Por Giordano W. Calloni, Dpto de Biologia Celular, Embriologia e Genética da UFSC
Caros leitores, no presente texto, tomarei a liberdade de apresentar a vocês a descoberta feita por um dos eminentes cientistas que fazem parte desse blog. Tomo essa liberdade na certeza de que ele (por modéstia) não se outorgaria o direito de fazê-lo. Entretanto, sinto que os leitores desse blog merecem conhecer um pouco mais de apenas um de seus diversos trabalhos.

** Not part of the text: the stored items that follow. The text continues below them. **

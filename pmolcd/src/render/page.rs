/// Small pictograms drawn on the status row.
#[derive(Clone, Copy, Debug, PartialEq, Eq)]
pub enum Glyph {
    Play,
    Pause,
    Online,
    Offline,
    PrivateSession,
}

impl Glyph {
    /// Character used when the page is rasterised to text cells.
    pub fn symbol(self) -> char {
        match self {
            Glyph::Play => '\u{25B6}',
            Glyph::Pause => '\u{2016}',
            Glyph::Online => '\u{25CF}',
            Glyph::Offline => '\u{25CB}',
            Glyph::PrivateSession => '\u{25C6}',
        }
    }
}

#[derive(Clone, Debug, PartialEq, Eq)]
pub enum DrawOp {
    Text { row: usize, col: usize, text: String },
    Glyph { row: usize, col: usize, glyph: Glyph },
}

/// Drawing instructions for one frame.
#[derive(Clone, Debug, Default, PartialEq, Eq)]
pub struct RenderPage {
    ops: Vec<DrawOp>,
}

impl RenderPage {
    pub(crate) fn new(ops: Vec<DrawOp>) -> Self {
        RenderPage { ops }
    }

    pub fn ops(&self) -> &[DrawOp] {
        &self.ops
    }

    pub fn glyphs(&self) -> impl Iterator<Item = Glyph> + '_ {
        self.ops.iter().filter_map(|op| match op {
            DrawOp::Glyph { glyph, .. } => Some(*glyph),
            DrawOp::Text { .. } => None,
        })
    }

    pub fn has_glyph(&self, glyph: Glyph) -> bool {
        self.glyphs().any(|g| g == glyph)
    }

    /// Text drawn on `row`, if any.
    pub fn text_at(&self, row: usize) -> Option<&str> {
        self.ops.iter().find_map(|op| match op {
            DrawOp::Text { row: r, text, .. } if *r == row => Some(text.as_str()),
            _ => None,
        })
    }

    /// Rasterises the page into `rows` lines of exactly `columns` cells.
    ///
    /// Anything drawn outside the grid is clipped.
    pub fn to_rows(&self, columns: usize, rows: usize) -> Vec<String> {
        let mut grid = vec![vec![' '; columns]; rows];

        let mut put = |row: usize, col: usize, c: char| {
            if let Some(cell) = grid.get_mut(row).and_then(|line| line.get_mut(col)) {
                *cell = c;
            }
        };

        for op in &self.ops {
            match op {
                DrawOp::Text { row, col, text } => {
                    for (i, c) in text.chars().enumerate() {
                        put(*row, col + i, c);
                    }
                }
                DrawOp::Glyph { row, col, glyph } => put(*row, *col, glyph.symbol()),
            }
        }

        grid.into_iter().map(|line| line.into_iter().collect()).collect()
    }
}
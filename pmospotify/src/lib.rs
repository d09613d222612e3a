//! # pmospotify
//!
//! [`StatusSource`](pmolcd::StatusSource) backed by the local web helper
//! embedded in the Spotify desktop client.
//!
//! The helper listens on localhost and answers two JSON endpoints: one that
//! hands out a CSRF token and one that reports the player status. Both must
//! be called with an `Origin` header from the Spotify web player and the
//! status call also needs an OAuth token from open.spotify.com.
//!
//! ```no_run
//! use pmolcd::StatusSource;
//! use pmospotify::{SpotifyLocalClient, SpotifySettings};
//!
//! let client = SpotifyLocalClient::connect(SpotifySettings::default())?;
//! let snapshot = client.fetch()?;
//! println!("{:?}", snapshot.track_title());
//! # Ok::<(), Box<dyn std::error::Error>>(())
//! ```

mod client;
mod errors;
pub mod protocol;

pub use client::{SpotifyLocalClient, SpotifySettings, build_agent};
pub use errors::SetupError;
pub use protocol::{parse_csrf, parse_oauth, parse_status};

Falo do trabalho publicado por nosso colega Bruno Costa da Silva, ex-aluno do curso de Farmácia da Universidade Federal de Santa Catarina, que se lançou ao mundo e fez seu Pós-Doutorado em Nova York, no Weill Cornell Medical College. Atualmente, Bruno é o chefe de um grupo de Pesquisas na Fundação Champalimaud em Lisboa, Portugal.
No ano de 2015, Bruno publicou, como primeiro autor, um belíssimo artigo científico na conceituada revista científica Nature Cell Biology. Suas descobertas são fascinantes e mostram que exossomos de tumores primários são capazes de preparar o fígado para metástases. Pareceu complicado isso, leitor? Opa! Vamos com calma. Farei uma alegoria para que essa aparentemente complicada informação possa ser melhor digerida.
Imagine o leitor (com bons recursos financeiros) que já possua uma casa e resolva construir uma outra com a intenção de futuramente mudar-se (ou enviar seus filhos). Basicamente, o que o Bruno descobriu é que certos tumores são capazes de fazer exatamente isso: estabelecem-se inicialmente em um determinado lugar do corpo (tumor primário), mas em determinado momento decidem se mudar, ou enviar sua prole (metástase) para estabelecer-se em outro tecido do corpo (tumor secundário). Entretanto, antes de fazerem isso, enviam patrolas (mensageiros químicos) para preparar o terreno antes de se estabelecerem na nova morada.
Como fazem isso? Bruno e seus colaboradores mostraram que as células tumorais do pâncreas são capazes de produzir e secretar os chamados exossomos. O próprio Bruno já escreveu um texto completo sobre os exossomos para os leitores do CDQ (para mais detalhes acesse o texto). De forma resumida, exossomos são diminutas esferas de lipídeos e proteínas que carregam em seu interior diversas moléculas, desde proteínas até ácidos nucléicos (pedacinhos de DNA e RNA, por exemplo). Bruno mostrou então que esses exossomos produzidos e secretados pelas células tumorais do pâncreas eram capazes de viajar pela corrente sanguínea e chegar até o fígado, onde eram seletivamente captados pelas células de Kupffer (Veja a Figura).
E o que havia dentro desses exossomos? Uma das moléculas presentes era o MIF (Macrophage Inhibitory Factor), uma proteína responsável por estimular respostas inflamatórias. E agora, como num jogo de peças de dominó em que uma derruba as outras, o MIF que estava presente nos exossomos, estimulando as próprias células de Kupffer a sintetizar e secretar uma outra proteína: o TGF-beta (Transforming Growth Fator beta). Nosso jogo de dominó continua e a próxima peça da fila a ser tocada é uma outra célula do fígado, vizinha das células de Kupffer, chamada célula estrelada do fígado. Então o TGF-beta, produzido e secretado pelas células de Kuppfer, estimula as células estreladas a produzir uma outra proteína: a fibronectina.
A fibronectina é uma proteína muito conhecida da chamada matriz extracelular, ou seja, uma proteína que é produzida dentro das células (como toda proteína), mas que depois é lançada para o lado de fora da célula onde exerce suas funções (por isso extracelular). Esses depósitos de fibronectina subsequentemente promovem a parada de macrófagos e neutrófilos derivados da medula óssea no fígado e isso acaba por permitir e completar a formação de um ambiente pré-metastático. Agora, com o terreno preparado, as fundações de sua futura casa iniciada, as células tumorais do pâncreas já podem sair pela corrente sanguínea (ou mandar sua prole) se estabelecer em sua nova casa, longe de sua morada inicial.
O trabalho de Bruno teve repercussões incríveis e atualmente outros pesquisadores estão encontrando outros fatores de crescimento (proteínas) capazes de fazer o mesmo. Mas isso, já é assunto para um próximo post…
Como os leitores podem perceber, esse blog é composto por alguns nomes de peso na Ciência mundial, e sem dúvidas, Bruno é um deles. Além de um grande cientista, Bruno é um camarada formidável que eu, e outros colegas do blog, temos o privilégio de contar como amigo.